= TASK GOAL =
Every line from the one that contains "let addr = SocketAddr::from(([127, 0, 0, 1], config.port));" to the end of the material below should be output exactly, with both ends included and nothing else.

*** DATA Section Begins ***

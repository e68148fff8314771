// ABOUTME: Corral server binary
// ABOUTME: Boots tracing, the database, the recovery sweep, and the HTTP listener

mod config;
mod providers;

use anyhow::Context;
use corral_api::{create_router, AppState};
use corral_budget::BudgetGuard;
use corral_executions::{CoordinatorConfig, EventBus, ExecutionCoordinator, ExecutionStorage};
use corral_sandbox::SandboxPool;
use std::net::SocketAddr;
use std::sync::Arc;
use tower_http::cors::CorsLayer;
use tracing::info;

#[tokio::main]
async fn main() -> anyhow::Result<()> {
    tracing_subscriber::fmt()
        .with_env_filter(
            tracing_subscriber::EnvFilter::try_from_default_env()
                .unwrap_or_else(|_| "info".into()),
        )
        .init();

    let config = config::Config::from_env().context("invalid configuration")?;

    let db = corral_storage::init_pool(&config.database_path)
        .await
        .context("failed to initialize database")?;

    let sandboxes = Arc::new(SandboxPool::new(
        Arc::new(providers::ProcessSandboxProvider),
        config.max_sandboxes,
        config.sandbox_create_timeout,
    ));
    let budget = Arc::new(BudgetGuard::new(db.clone(), config.default_budget_limit));
    let coordinator = Arc::new(ExecutionCoordinator::new(
        ExecutionStorage::new(db),
        Arc::new(EventBus::new()),
        budget.clone(),
        sandboxes.clone(),
        Arc::new(providers::DevModelClient),
        Arc::new(providers::PermissiveClassifier),
        CoordinatorConfig {
            model_timeout: config.model_timeout,
            command_timeout: config.command_timeout,
        },
    ));

    // Executions left in flight by a previous process are marked failed
    // before the server accepts traffic
    let recovered = coordinator
        .recover()
        .await
        .context("recovery sweep failed")?;
    if recovered > 0 {
        info!("Recovery marked {} execution(s) failed", recovered);
    }

    let state = AppState {
        coordinator,
        sandboxes: sandboxes.clone(),
        budget,
        heartbeat_interval: config.heartbeat_interval,
    };
    let app = create_router(state).layer(CorsLayer::permissive());

    let addr = SocketAddr::from(([127, 0, 0, 1], config.port));
    let listener = tokio::net::TcpListener::bind(addr)
        .await
        .with_context(|| format!("failed to bind {addr}"))?;
    info!("Corral listening on {}", addr);

    axum::serve(listener, app)
        .with_graceful_shutdown(shutdown_signal())
        .await
        .context("server error")?;

    let drained = sandboxes.close_all().await;
    info!("Shutdown complete, {} sandbox(es) closed", drained);
    Ok(())
}

async fn shutdown_signal() {
    if tokio::signal::ctrl_c().await.is_ok() {
        info!("Shutdown signal received");
    }
}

*** DATA Section Ends ***

= ANSWER SPACE =
    let addr = SocketAddr::from(([127, 0, 0, 1], config.port));
    let listener = tokio::net::TcpListener::bind(addr)
        .await
        .with_context(|| format!("failed to bind {addr}"))?;
    info!("Corral listening on {}", addr);

    axum::serve(listener, app)
        .with_graceful_shutdown(shutdown_signal())
        .await
        .context("server error")?;

    let drained = sandboxes.close_all().await;
    info!("Shutdown complete, {} sandbox(es) closed", drained);
    Ok(())
}

async fn shutdown_signal() {
    if tokio::signal::ctrl_c().await.is_ok() {
        info!("Shutdown signal received");
    }
}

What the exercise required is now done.